Today, the students have been removed from the committee with none of their policies implemented, the scanners have been re-instated and escalated to include almost all items, and the Vice-Chancellor now holds the final say. A promise the VC made in front of 250+ Ashokans (including faculty) to include students in all policies related to them has been repeatedly, consciously and unapologetically discarded. Committee enough? 


This level of deliberate inaction is currently ongoing in the Committee Against Sexual Harassment (CASH) as well. In an email from Student Government to the student body, it highlights the “systemic dysfunction" of CASH, especially its failure “to uphold and protect students’ rights.” CASH has not yet implemented the “CASH Reforms Proposal”, developed by the previous Statutory Bodies Committee (2024-25), and submitted to relevant authorities on April 23rd, 2025. According to the AUSG, “there has been no official communication or update since the submission of this document”. 


The new CADI policy on committee forums which allows meetings to begin without a single student representative is as ironic as it is deliberate. It strips the committee of its most engaged members, and reduces students — the very constituency it is meant to serve— to mere afterthoughts. A sliver of hope is that AUSG has been promised that this policy will change.

Another example of neglecting students and taking no action is found in the Anti Ragging Committee. Just last semester, when a north-eastern student faced racial abuse at the Ashoka Premier League (APL) and approached the Anti-Ragging Committee, the representative told him that “they [ARC] were not the right space to bring this issue” and advised him to “file a complaint elsewhere”.


Step 5: Repeat Step No. 1


Gate Bandhi” and the unjust suspension and firing of workers at Ashoka are all examples of unilateral and authoritarian steps. New mental health policies, new NOC policies, new discipline policies, new protest policies — all rolled out without any proper channel or process. 

Whenever Ashoka has raised its voice against authoritarian diktats, we have been offered the joke of a so-called ‘democratic’ committee. As we accept the Workers Grievance and Welfare Committee, we must remember this pattern. 


What makes it worse is the clear effect on students this pattern has: set up a phantom committee, then take the actual decision elsewhere. When students approach these committees to address a grievance, everyone already knows the truth — the committee has no power, because the decision was never made by any committee. There is no formal policy, no due process, only diktat. 
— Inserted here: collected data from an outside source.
use std::cell::{Cell, RefCell};
use std::future::Future;
use std::pin::Pin;
use std::task::{Context, Poll};

use futures::executor::block_on;

use super::*;
use crate::net::types::{ChatReply, ChatRequest};

// =============================================================
// Helpers
// =============================================================

/// Stub endpoint. Optionally watches the store while the request is in
/// flight so tests can observe intermediate state.
struct Stub<'a> {
    result: Result<ChatReply, ChatError>,
    calls: Cell<usize>,
    watch: Option<&'a RefCell<ChatState>>,
    observed: RefCell<Vec<ChatState>>,
}

impl<'a> Stub<'a> {
    fn replying(text: &str) -> Self {
        Self::with(Ok(ChatReply::text(text)))
    }

    fn failing(err: ChatError) -> Self {
        Self::with(Err(err))
    }

    fn with(result: Result<ChatReply, ChatError>) -> Self {
        Self { result, calls: Cell::new(0), watch: None, observed: RefCell::new(Vec::new()) }
    }

    fn watching(mut self, store: &'a RefCell<ChatState>) -> Self {
        self.watch = Some(store);
        self
    }
}

impl ChatTransport for Stub<'_> {
    async fn send(&self, _request: ChatRequest) -> Result<ChatReply, ChatError> {
        self.calls.set(self.calls.get() + 1);
        if let Some(store) = self.watch {
            self.observed.borrow_mut().push(store.borrow().clone());
        }
        YieldOnce(false).await;
        self.result.clone()
    }
}

/// Returns `Pending` once (waking itself) so concurrent futures interleave.
struct YieldOnce(bool);

impl Future for YieldOnce {
    type Output = ();

    fn poll(mut self: Pin<&mut Self>, cx: &mut Context<'_>) -> Poll<()> {
        if self.0 {
            return Poll::Ready(());
        }
        self.0 = true;
        cx.waker().wake_by_ref();
        Poll::Pending
    }
}

fn transcript(state: &ChatState) -> Vec<(String, bool)> {
    state.messages().map(|e| (e.text.clone(), e.is_user())).collect()
}

// =============================================================
// Visibility
// =============================================================

#[test]
fn starts_closed_and_idle() {
    let state = ChatState::default();
    assert!(!state.open);
    assert!(!state.is_busy());
    assert!(!state.input_disabled);
    assert!(state.entries.is_empty());
}

#[test]
fn toggle_opens_and_requests_focus() {
    let mut state = ChatState::default();
    state.toggle();
    assert!(state.open);
    assert_eq!(state.focus_seq, 1);
}

#[test]
fn toggle_closing_does_not_request_focus() {
    let mut state = ChatState::default();
    state.toggle();
    state.toggle();
    assert!(!state.open);
    assert_eq!(state.focus_seq, 1);
}

#[test]
fn close_is_unconditional() {
    let mut state = ChatState::default();
    state.close();
    assert!(!state.open);
    state.toggle();
    state.close();
    assert!(!state.open);
}

#[test]
fn escape_closes_only_when_open() {
    let mut state = ChatState::default();
    assert!(!state.handle_key("Escape"));
    state.toggle();
    assert!(!state.handle_key("Enter"));
    assert!(state.open);
    assert!(state.handle_key("Escape"));
    assert!(!state.open);
}

#[test]
fn outside_pointer_closes_open_panel() {
    let mut state = ChatState::default();
    state.toggle();
    assert!(!state.handle_pointer(true, false));
    assert!(!state.handle_pointer(false, true));
    assert!(state.open);
    assert!(state.handle_pointer(false, false));
    assert!(!state.open);
}

#[test]
fn outside_pointer_ignored_when_closed() {
    let mut state = ChatState::default();
    assert!(!state.handle_pointer(false, false));
}

// =============================================================
// begin / finish
// =============================================================

#[test]
fn blank_input_is_a_no_op() {
    for raw in ["", " ", "   ", "\t", "\n", " \t\r\n "] {
        let mut state = ChatState { input: raw.to_owned(), ..ChatState::default() };
        assert_eq!(state.begin(raw), None, "accepted {raw:?}");
        assert!(state.entries.is_empty());
        assert_eq!(state.input, raw);
        assert!(!state.input_disabled);
    }
}

#[test]
fn begin_records_message_and_locks_input() {
    let mut state = ChatState { input: "  Hi ".into(), ..ChatState::default() };
    let pending = state.begin("  Hi ").unwrap();
    assert_eq!(pending.message, "  Hi ");
    assert_eq!(state.entries.len(), 2);
    assert_eq!(state.entries[0].kind, EntryKind::User);
    assert_eq!(state.entries[0].text, "  Hi ");
    assert_eq!(state.entries[1].kind, EntryKind::Typing);
    assert!(state.input.is_empty());
    assert!(state.input_disabled);
    assert!(state.is_busy());
}

#[test]
fn begin_while_busy_is_rejected() {
    let mut state = ChatState::default();
    state.begin("first").unwrap();
    assert_eq!(state.begin("second"), None);
    assert_eq!(state.typing_count(), 1);
    assert_eq!(transcript(&state), vec![("first".to_owned(), true)]);
}

#[test]
fn finish_success_appends_reply_verbatim() {
    let mut state = ChatState::default();
    let pending = state.begin("Hi").unwrap();
    state.finish(pending.id, Ok("<b>Hello!</b>".into()));
    assert_eq!(state.typing_count(), 0);
    assert_eq!(transcript(&state), vec![("Hi".to_owned(), true), ("<b>Hello!</b>".to_owned(), false)]);
}

#[test]
fn finish_failure_appends_fallback() {
    let mut state = ChatState::default();
    let pending = state.begin("Hi").unwrap();
    state.finish(pending.id, Err(ChatError::Status(500)));
    assert_eq!(transcript(&state), vec![("Hi".to_owned(), true), (FALLBACK_REPLY.to_owned(), false)]);
}

#[test]
fn finish_unlocks_and_refocuses_in_both_branches() {
    for outcome in [Ok("ok".to_owned()), Err(ChatError::Transport("offline".into()))] {
        let mut state = ChatState::default();
        let focus_before = state.focus_seq;
        let pending = state.begin("Hi").unwrap();
        state.finish(pending.id, outcome);
        assert!(!state.input_disabled);
        assert!(!state.is_busy());
        assert_eq!(state.focus_seq, focus_before + 1);
    }
}

#[test]
fn finish_for_stale_exchange_is_ignored() {
    let mut state = ChatState::default();
    let pending = state.begin("Hi").unwrap();
    state.finish(pending.id + 100, Ok("late".into()));
    assert!(state.is_busy());
    assert_eq!(state.typing_count(), 1);

    state.finish(pending.id, Ok("on time".into()));
    state.finish(pending.id, Ok("duplicate".into()));
    assert_eq!(state.messages().count(), 2);
}

#[test]
fn entry_ids_are_unique() {
    let mut state = ChatState::default();
    for n in 0..5 {
        let pending = state.begin(&format!("msg {n}")).unwrap();
        state.finish(pending.id, Ok(format!("reply {n}")));
    }
    let mut ids = state.entries.iter().map(|e| e.id).collect::<Vec<_>>();
    ids.sort_unstable();
    ids.dedup();
    assert_eq!(ids.len(), state.entries.len());
}

// =============================================================
// submit
// =============================================================

#[test]
fn submit_success_scenario() {
    let store = RefCell::new(ChatState::default());
    let stub = Stub::replying("Hello!");
    assert!(block_on(submit(&store, &stub, "Hi")));

    let state = store.borrow();
    assert_eq!(transcript(&state), vec![("Hi".to_owned(), true), ("Hello!".to_owned(), false)]);
    assert!(!state.input_disabled);
    assert_eq!(stub.calls.get(), 1);
}

#[test]
fn submit_http_500_scenario() {
    let store = RefCell::new(ChatState::default());
    let stub = Stub::failing(ChatError::Status(500));
    assert!(block_on(submit(&store, &stub, "Hi")));

    let state = store.borrow();
    assert_eq!(transcript(&state), vec![("Hi".to_owned(), true), (FALLBACK_REPLY.to_owned(), false)]);
    assert!(!state.input_disabled);
}

#[test]
fn submit_missing_reply_uses_fallback() {
    let store = RefCell::new(ChatState::default());
    let stub = Stub::with(Ok(ChatReply::default()));
    block_on(submit(&store, &stub, "Hi"));
    assert_eq!(store.borrow().messages().last().map(|e| e.text.as_str()), Some(FALLBACK_REPLY));
}

#[test]
fn submit_blank_makes_no_call() {
    let store = RefCell::new(ChatState::default());
    let stub = Stub::replying("unused");
    for raw in ["", "   ", "\t\n"] {
        assert!(!block_on(submit(&store, &stub, raw)));
    }
    assert_eq!(stub.calls.get(), 0);
    assert!(store.borrow().entries.is_empty());
}

#[test]
fn submit_shows_one_indicator_and_locked_input_while_in_flight() {
    let store = RefCell::new(ChatState::default());
    let stub = Stub::replying("Hello!").watching(&store);
    block_on(submit(&store, &stub, "Hi"));

    let observed = stub.observed.borrow();
    assert_eq!(observed.len(), 1);
    assert_eq!(observed[0].typing_count(), 1);
    assert!(observed[0].input_disabled);
    assert_eq!(store.borrow().typing_count(), 0);
}

#[test]
fn overlapping_submits_are_rejected() {
    let store = RefCell::new(ChatState::default());
    let stub = Stub::replying("Hello!").watching(&store);

    let (first, second) = block_on(async {
        futures::join!(submit(&store, &stub, "typed"), submit(&store, &stub, "quick reply"))
    });

    assert!(first);
    assert!(!second);
    assert_eq!(stub.calls.get(), 1);
    assert!(stub.observed.borrow().iter().all(|s| s.typing_count() <= 1));
    assert_eq!(
        transcript(&store.borrow()),
        vec![("typed".to_owned(), true), ("Hello!".to_owned(), false)]
    );
}

#[test]
fn sequential_submits_keep_order() {
    let store = RefCell::new(ChatState::default());
    let stub = Stub::replying("ack");
    block_on(async {
        submit(&store, &stub, "one").await;
        submit(&store, &stub, "two").await;
    });
    assert_eq!(
        transcript(&store.borrow()),
        vec![
            ("one".to_owned(), true),
            ("ack".to_owned(), false),
            ("two".to_owned(), true),
            ("ack".to_owned(), false),
        ]
    );
}

#[test]
fn repeated_failures_keep_showing_fallback() {
    let store = RefCell::new(ChatState::default());
    let stub = Stub::failing(ChatError::Timeout(30_000));
    block_on(async {
        for _ in 0..3 {
            submit(&store, &stub, "anyone?").await;
        }
    });
    let state = store.borrow();
    assert_eq!(state.messages().filter(|e| e.text == FALLBACK_REPLY).count(), 3);
    assert!(!state.input_disabled);
}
This article does not have the answer to how to stop this. Frankly, I myself don’t know. But, a whistle must be blown. I am laying the mechanism bare for everyone to see and understand in the hope that the next student movement does not suffer the same fate as the last. In her book The Shape of the Beast (2008), Arundhati Roy writes—serendipitously in a work about state and corporate power: “Only the very young or the very naïve believe that injustice will disappear just as soon as it has been pointed out. But sometimes it helps to outline the shape of the beast in order to bring it down”.


My message to the administration is simple: If Ashoka calls itself a university, it must act like one and not like a corporate boardroom, no matter who signs the cheques.